I think I have had sufficient time to recover from the trauma.
I think.
It’s not easy to write about this but sometimes, the truth must be dealt with in an open manner.
My daughter and I attended a writer’s conference last spring. This was our second one of these and we thoroughly enjoyed ourselves. The speakers are always entertaining and inspirational, we learn so much in the classes and the other attendees are a delight to be around.
The only problem was the food.
Actually, the food was fine. It was, in fact, gourmet and exquisite at times. However, my daughter and I only eat plain food.
I am such a picky eater, I don’t even like to cook for myself. I’ll plop my plate down and look at it and say, “Ew. What’s in it?” I argue with myself. “It’s good for you. Eat it.” “No, I don’t wanna.” “Just try a bite.” “It looks gooshy.” And so on. It’s embarrassing.
By far, the majority of people at this conference loved the food. They ate every bite and when they thought no one was looking, they licked their plates and took their neighbor’s food when they went to the restroom.
But not us. For three days, we basically had only cold bread that we vainly tried to spread with cold butter and salad. By the end of the weekend, my daughter, who loves salad no end said, “I do not want to see another salad for at least a month.”
We survived by the grace of God and dessert. Every lunch and dinner was followed by a wonderfully sweet concoction that we devoured with relish. It got to be that our routine for every meal was to move our food around our plates while anxiously casting glances towards the doors the servers would use to see what would be brought out to sustain us until the next meal.
So, by the final night we were starving. It was hard to hear the speaker over our growling stomachs and we sat in distinctly un-ladylike positions because of the bloating. We were served salad, of course, cold bread and stiff butter and a plate of something that we both poked at and shifted while smiling politely.
Our table was cleared and we locked our eyes on the targeted door to see our salvation. What would it be? When would they serve it? What’s taking so long?
The servers came bustling out with large platters the size of small hockey rinks and whisked off the covers to reveal…cheesecake.
Cheesecake! Yay! We were saved! We started up a chant:
What is it? What is it? What did they make?
Praise the Lord; it’s blessed cheesecake!
Oh, wow it really looks too great!
Hurry, hurry, give me a plate!
Or I’ll be forced to gnaw on my elbows.
The waiters hurriedly scurried about with their plates o’ bliss and we knew, deep down inside, if they did not get to our table soon, someone was going to die.
Finally, the tasty pastry was placed in front of our drooling mouths. We daintily grabbed our dessert forks like shovels and dug in…only the have the forks bounce off and poke our neighbors in the arm.
The cheesecake was frozen stiff.
I nearly wept. “Why?” we sobbed to the servers. “Why did you serve us bricks that looked like cheesecake? Why?”

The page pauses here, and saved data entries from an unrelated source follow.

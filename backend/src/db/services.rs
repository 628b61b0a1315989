//! Session/climb ingestion and read orchestration.
//!
//! Repository-agnostic operations over any [`FullRepository`]. Input is
//! validated here, before any store mutation, so every adapter rejects the
//! same requests with the same messages.
//!
//! # Usage
//!
//! ```no_run
//! use chrono::Utc;
//! use climb_log::db::{services, repositories::LocalRepository};
//!
//! #[tokio::main]
//! async fn main() -> Result<(), Box<dyn std::error::Error>> {
//!     let repo = LocalRepository::new();
//!     let session = services::start_session(&repo, Some("ana"), Some("Vital"), Utc::now()).await?;
//!     services::end_session(&repo, session.id, Utc::now()).await?;
//!     Ok(())
//! }
//! ```

use chrono::{DateTime, Utc};
use log::{debug, info, warn};

use super::repository::{FullRepository, RepositoryError, RepositoryResult};
use crate::models::{
    format_date, parse_timestamp, ClimbId, ClimbRecord, NewSession, SessionId, SessionRecord,
    ASCENT_SEND,
};
use crate::routes::ingestion::{ClimbLog, LegacyClimbEntry, SavedSession};

/// Trimmed value, or `None` when absent or blank.
fn present(value: Option<&str>) -> Option<&str> {
    value.map(str::trim).filter(|v| !v.is_empty())
}

fn missing(field: &str, operation: &str) -> RepositoryError {
    warn!("{} rejected: missing '{}'", operation, field);
    RepositoryError::missing_field(operation, field)
}

// ==================== Health & Reads ====================

/// Check if the store is reachable.
pub async fn health_check<R: FullRepository + ?Sized>(repo: &R) -> RepositoryResult<bool> {
    repo.health_check().await
}

/// Every climb owned by `user_name`, in canonical form.
///
/// An unknown user has no climbs; that is an empty list, not an error.
pub async fn fetch_user_climbs<R: FullRepository + ?Sized>(
    repo: &R,
    user_name: &str,
) -> RepositoryResult<Vec<ClimbRecord>> {
    let climbs = repo.fetch_climbs(Some(user_name)).await?;
    debug!("Fetched {} climbs for '{}'", climbs.len(), user_name);
    Ok(climbs)
}

/// Stored sessions owned by `user_name`, including ones with no climbs yet.
pub async fn fetch_user_sessions<R: FullRepository + ?Sized>(
    repo: &R,
    user_name: &str,
) -> RepositoryResult<Vec<SessionRecord>> {
    let sessions = repo.list_sessions(user_name).await?;
    debug!("Fetched {} sessions for '{}'", sessions.len(), user_name);
    Ok(sessions)
}

// ==================== Session Lifecycle ====================

/// Open a session for `user_name` starting at `now`.
pub async fn start_session<R: FullRepository + ?Sized>(
    repo: &R,
    user_name: Option<&str>,
    location: Option<&str>,
    now: DateTime<Utc>,
) -> RepositoryResult<SessionRecord> {
    let user_name = present(user_name).ok_or_else(|| missing("userName", "start_session"))?;

    let session = repo
        .insert_session(&NewSession {
            user_name: user_name.to_string(),
            location: present(location).map(str::to_string),
            name: None,
            start_time: now,
        })
        .await?;

    info!(
        "Started session {} for '{}' at {:?}",
        session.id, session.user_name, session.location
    );
    Ok(session)
}

/// Close a session at `now`.
///
/// Closing twice keeps the first end time. An unknown id is a no-op and
/// yields `Ok(None)`.
pub async fn end_session<R: FullRepository + ?Sized>(
    repo: &R,
    session_id: SessionId,
    now: DateTime<Utc>,
) -> RepositoryResult<Option<SessionRecord>> {
    let closed = repo.close_session(session_id, now).await?;
    match &closed {
        Some(session) => info!("Ended session {} at {:?}", session.id, session.end_time),
        None => warn!("end_session: session {} does not exist", session_id),
    }
    Ok(closed)
}

/// Append one climb to a running session, logged at `now`.
///
/// # Errors
/// `ValidationError` when `session_id`, `grade` or `ascent_type` is missing,
/// or when the session does not exist.
pub async fn log_climb<R: FullRepository + ?Sized>(
    repo: &R,
    climb: &ClimbLog,
    now: DateTime<Utc>,
) -> RepositoryResult<ClimbId> {
    let session_id = climb
        .session_id
        .ok_or_else(|| missing("session_id", "log_climb"))?;
    let grade = present(climb.grade.as_deref()).ok_or_else(|| missing("grade", "log_climb"))?;
    let ascent_type = present(climb.ascent_type.as_deref())
        .ok_or_else(|| missing("ascent_type", "log_climb"))?;

    let session = repo.get_session(session_id).await?.ok_or_else(|| {
        warn!("log_climb rejected: session {} does not exist", session_id);
        RepositoryError::unknown_session("log_climb", session_id)
    })?;

    let mut record = ClimbRecord::new(session_id)
        .with_user(session.user_name.as_str())
        .with_grade(grade)
        .with_ascent(ascent_type)
        .with_logged_at(now);
    record.discipline = present(climb.climbing_type.as_deref()).map(str::to_string);
    record.notes = present(climb.notes.as_deref()).map(str::to_string);
    record.media_url = present(climb.media_url.as_deref()).map(str::to_string);
    record.tags = climb.tags.clone();

    let id = repo.insert_climb(&record).await?;
    info!("Logged climb {} ({} {}) in session {}", id, grade, ascent_type, session_id);
    Ok(id)
}

// ==================== Legacy Batch Upload ====================

/// Name used when a batch arrives without one.
pub fn default_session_name(date: chrono::NaiveDate) -> String {
    format!("Session from {}", format_date(date))
}

/// Convert one legacy entry, or name the field that makes it unusable.
fn legacy_record(
    index: usize,
    entry: &LegacyClimbEntry,
    session_name: &str,
    user_name: &str,
    now: DateTime<Utc>,
) -> RepositoryResult<ClimbRecord> {
    let discipline = present(entry.discipline.as_deref())
        .ok_or_else(|| missing(&format!("climbs[{}].Discipline", index), "save_new_session"))?;
    let grade = present(entry.grade.as_deref())
        .ok_or_else(|| missing(&format!("climbs[{}].Grade", index), "save_new_session"))?;

    // The legacy log only ever held completed climbs.
    let ascent_type = present(entry.ascent_type.as_deref()).unwrap_or(ASCENT_SEND);
    let logged_at = match present(entry.timestamp.as_deref()) {
        Some(raw) => parse_timestamp(raw),
        None => Some(now),
    };

    let mut record = ClimbRecord::labelled(session_name)
        .with_user(user_name)
        .with_discipline(discipline)
        .with_grade(grade)
        .with_ascent(ascent_type)
        .with_date(now.date_naive());
    record.logged_at = logged_at;
    record.location = present(entry.gym.as_deref()).map(str::to_string);
    record.notes = present(entry.notes.as_deref()).map(str::to_string);
    Ok(record)
}

/// Save a batch of legacy climb entries as one labelled session dated today.
///
/// Every entry is validated before anything is written, and the batch is
/// inserted atomically: either all rows land or none do.
///
/// # Errors
/// `ValidationError` when `climbs` is empty, `user_name` is missing, or any
/// entry lacks a `Discipline` or `Grade`.
pub async fn save_new_session<R: FullRepository + ?Sized>(
    repo: &R,
    climbs: &[LegacyClimbEntry],
    user_name: Option<&str>,
    session_name: Option<&str>,
    now: DateTime<Utc>,
) -> RepositoryResult<SavedSession> {
    if climbs.is_empty() {
        return Err(missing("climbs", "save_new_session"));
    }
    let user_name = present(user_name).ok_or_else(|| missing("userName", "save_new_session"))?;

    let session_date = now.date_naive();
    let session_name = present(session_name)
        .map(str::to_string)
        .unwrap_or_else(|| default_session_name(session_date));

    let records = climbs
        .iter()
        .enumerate()
        .map(|(index, entry)| legacy_record(index, entry, &session_name, user_name, now))
        .collect::<RepositoryResult<Vec<_>>>()?;

    let climbs_saved = repo.insert_climb_batch(&records).await?;
    info!(
        "Saved session '{}' for '{}' with {} climbs",
        session_name, user_name, climbs_saved
    );

    Ok(SavedSession {
        session_name,
        session_date,
        climbs_saved,
    })
}
use std::collections::BTreeMap;

/// Successful-ascent count per raw grade label.
pub type GradePyramid = BTreeMap<String, usize>;
//! Request and response bodies specific to the HTTP API.
//!
//! View payloads (stats, sessions, pyramid, profile, dashboard) are the
//! `routes` types, re-exported here.

use chrono::{DateTime, NaiveDate, Utc};
use serde::{Deserialize, Serialize};

pub use crate::api::{
    ClimbId, ClimbLog, DashboardStats, DashboardView, GradePyramid, LegacyClimbEntry,
    ProfileView, SessionId, SessionOrder, SessionView,
};

/// POST /api/session
#[derive(Debug, Clone, Default, Serialize, Deserialize)]
pub struct SaveSessionRequest {
    #[serde(default)]
    pub climbs: Option<Vec<LegacyClimbEntry>>,
    #[serde(rename = "userName", alias = "user_name", default)]
    pub user_name: Option<String>,
    #[serde(rename = "sessionName", alias = "session_name", default)]
    pub session_name: Option<String>,
}

#[derive(Debug, Clone, Serialize, Deserialize)]
pub struct SaveSessionResponse {
    pub status: String,
    pub message: String,
    pub session_name: String,
    pub session_date: NaiveDate,
    pub climbs_saved: usize,
}

/// POST /api/session/start
#[derive(Debug, Clone, Default, Serialize, Deserialize)]
pub struct StartSessionRequest {
    #[serde(rename = "userName", alias = "user_name", default)]
    pub user_name: Option<String>,
    #[serde(default)]
    pub location: Option<String>,
}

#[derive(Debug, Clone, Serialize, Deserialize)]
pub struct StartSessionResponse {
    pub session_id: SessionId,
    pub start_time: DateTime<Utc>,
}

/// POST /api/session/end
#[derive(Debug, Clone, Default, Serialize, Deserialize)]
pub struct EndSessionRequest {
    #[serde(default)]
    pub session_id: Option<SessionId>,
}

#[derive(Debug, Clone, Serialize, Deserialize)]
pub struct EndSessionResponse {
    pub status: String,
    pub session_id: SessionId,
    /// Null when the session does not exist.
    pub end_time: Option<DateTime<Utc>>,
}

/// POST /api/climb
#[derive(Debug, Clone, Serialize, Deserialize)]
pub struct LogClimbResponse {
    pub status: String,
    pub climb_id: ClimbId,
}

/// Query string for GET /api/sessions/{user}
#[derive(Debug, Clone, Copy, Default, Serialize, Deserialize)]
pub struct SessionsQuery {
    #[serde(default)]
    pub order: Option<SessionOrder>,
}

/// Health check response.
#[derive(Debug, Clone, Serialize, Deserialize)]
pub struct HealthResponse {
    pub status: String,
    pub version: String,
    pub database: String,
}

Our waiter explained that “someone,” who is now marked for death, mistakenly put the cheesecake in the freezer instead of the cooler. When they cleared our table, they had taken all of our silverware, no doubt, because they knew if would have had access to deadly weapons, such as butter knives, blood would have been shed. We were faced with cheesecake rocks and were only armed with dessert forks.
What happened next was not pretty. Remember, we were ravenous and judging by the looks of gloom on the faces of the other diners; we were not alone in this feeling.
An explosion of dietary violence ensued that shall go down in the annals as “The Night of the Cheesecake Massacre,” soon to be a television reality show on Fox.
We hacked, we sliced, we put our faces down on the plates so that we could gnaw with our back molars. Nothing, not the forces of nature, not the rules of etiquette, certainly not personal pride, was going to stand in the way of our getting some cheesecake into our gaping mouths. This was war and to the victor went something that was supposed to be yummy.
As we stumbled out of the dining room, faint from hunger, we looked at the other dining tables and saw the unbelievable carnage. Mangled, mauled and battered remains of what was once perfect triangles of cheesecake were scattered on, under and besides the tables. Dessert forks were twisted into unimaginable deformed and grotesque shapes giving evidence of the violence inflicted upon them. Wild-eyed would-be diners stared emptily into the void with cheesecake bits smeared on their cheeks, chins and foreheads and the servers were trembling in fear as they hid behind the dais.
As we passed them, one of them hopefully whispered, “If you want, there’s more salad.”
Thank God my daughter didn’t hear it.